━━ RECORDS PROVIDED

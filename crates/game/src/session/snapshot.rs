use crate::net::BodyState;
use crate::physics::Side;
use crate::sync::AuthorityRole;

#[derive(Debug, Clone, Copy, PartialEq, Eq)]
pub enum MatchPhase {
    Handshaking,
    Playing,
    Finished,
    Disconnected,
}

#[derive(Debug, Clone, Copy, PartialEq, Eq)]
pub enum EndReason {
    LivesExhausted,
    LocalQuit,
    RemoteQuit,
    Timeout,
}

impl EndReason {
    pub fn as_str(&self) -> &'static str {
        match self {
            EndReason::LivesExhausted => "match over",
            EndReason::LocalQuit => "quit",
            EndReason::RemoteQuit => "peer quit",
            EndReason::Timeout => "timed out",
        }
    }
}

/// Final state of a match, handed to whatever archives results.
#[derive(Debug, Clone, Copy, PartialEq)]
pub struct MatchSummary {
    pub reason: EndReason,
    pub local_lives: u8,
    pub remote_lives: u8,
    pub frames: u32,
    pub authority_transfers: u64,
}

impl MatchSummary {
    /// `None` when the match ended without a winner.
    pub fn local_won(&self) -> Option<bool> {
        match self.reason {
            EndReason::LivesExhausted => Some(self.remote_lives == 0),
            _ => None,
        }
    }
}

/// Everything the presentation layer needs for one frame.
#[derive(Debug, Clone, Copy, PartialEq)]
pub struct RenderSnapshot {
    pub phase: MatchPhase,
    pub local_side: Side,
    pub local_paddle: f32,
    pub remote_paddle: f32,
    pub ball: Option<BodyState>,
    pub role: AuthorityRole,
    pub local_lives: u8,
    pub remote_lives: u8,
}
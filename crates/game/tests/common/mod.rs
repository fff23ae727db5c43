#![allow(dead_code)]

use rally::{LinkSimulator, PacketLossSimulation, PeerIdentity, Session, SyncConfig};

pub const FRAME_MS: u64 = 16;

/// Two sessions wired together through simulated links, driven in lockstep.
/// Peer A draws 42, peer B draws 17, so A wins the tie-break.
pub struct Pair {
    pub a: Session,
    pub b: Session,
    pub a_to_b: LinkSimulator,
    pub b_to_a: LinkSimulator,
    pub now: u64,
    /// B's clock runs this far ahead of A's.
    pub b_skew: u64,
}

impl Pair {
    pub fn new(config: SyncConfig, link: PacketLossSimulation, b_skew: u64) -> Self {
        Self::with_identities(
            config,
            link,
            b_skew,
            PeerIdentity::new(42, 1),
            PeerIdentity::new(17, 2),
        )
    }

    pub fn with_identities(
        config: SyncConfig,
        link: PacketLossSimulation,
        b_skew: u64,
        a: PeerIdentity,
        b: PeerIdentity,
    ) -> Self {
        Self {
            a: Session::new(config.clone(), a, 0).expect("valid config"),
            b: Session::new(config, b, b_skew).expect("valid config"),
            a_to_b: LinkSimulator::new(link.clone(), 7),
            b_to_a: LinkSimulator::new(link, 11),
            now: 0,
            b_skew,
        }
    }

    pub fn latency(config: SyncConfig, latency_ms: u32) -> Self {
        Self::new(
            config,
            PacketLossSimulation::latency(latency_ms, latency_ms),
            0,
        )
    }

    pub fn b_now(&self) -> u64 {
        self.now + self.b_skew
    }

    pub fn step(&mut self) {
        self.now += FRAME_MS;
        let now = self.now;
        let b_now = self.b_now();

        for payload in self.a_to_b.take_ready(now) {
            self.b.receive(&payload, b_now);
        }
        for payload in self.b_to_a.take_ready(now) {
            self.a.receive(&payload, now);
        }

        self.a.tick(now);
        self.b.tick(b_now);

        self.a_to_b.set_time(now);
        self.b_to_a.set_time(now);
        self.a.flush(&mut self.a_to_b);
        self.b.flush(&mut self.b_to_a);
    }

    pub fn run_for(&mut self, duration_ms: u64) {
        let until = self.now + duration_ms;
        while self.now < until {
            self.step();
        }
    }

    /// Steps until `done` holds or `limit_ms` (on A's clock) is reached.
    pub fn run_until(&mut self, limit_ms: u64, mut done: impl FnMut(&Pair) -> bool) -> bool {
        while self.now < limit_ms {
            self.step();
            if done(self) {
                return true;
            }
        }
        false
    }

    pub fn sever(&mut self, severed: bool) {
        self.a_to_b.set_severed(severed);
        self.b_to_a.set_severed(severed);
    }
}
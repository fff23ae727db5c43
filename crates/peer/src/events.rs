use log::Level;

use rally::{SessionEvent, Side};

fn side_name(side: Side) -> &'static str {
    match side {
        Side::Left => "left",
        Side::Right => "right",
    }
}

/// Log level and line for one session event.
pub fn describe(event: &SessionEvent) -> (Level, String) {
    match event {
        SessionEvent::Connected {
            remote_peer_id,
            local_side,
        } => (
            Level::Info,
            format!(
                "connected to peer {}, playing on the {}",
                remote_peer_id,
                side_name(*local_side)
            ),
        ),
        SessionEvent::AuthorityChanged { role } => {
            (Level::Debug, format!("ball authority now {:?}", role))
        }
        SessionEvent::PointWon => (Level::Info, "point won".to_string()),
        SessionEvent::PointLost { lives_left } => {
            (Level::Info, format!("point lost, {} lives left", lives_left))
        }
        SessionEvent::Restarted { epoch } => {
            (Level::Info, format!("match restarted (epoch {})", epoch))
        }
        SessionEvent::MatchOver(summary) => {
            let outcome = match summary.local_won() {
                Some(true) => "won",
                Some(false) => "lost",
                None => "ended",
            };
            (
                Level::Info,
                format!(
                    "match {} {} - {} after {} frames",
                    outcome, summary.local_lives, summary.remote_lives, summary.frames
                ),
            )
        }
        SessionEvent::Disconnected { reason } => {
            (Level::Warn, format!("disconnected: {}", reason.as_str()))
        }
    }
}

pub fn log_event(label: &str, event: &SessionEvent) {
    let (level, line) = describe(event);
    log::log!(level, "[{}] {}", label, line);
}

━━━━

Scan the material above for the word "MatchSummary", and copy every line in which it is found.

pub struct MatchSummary {
impl MatchSummary {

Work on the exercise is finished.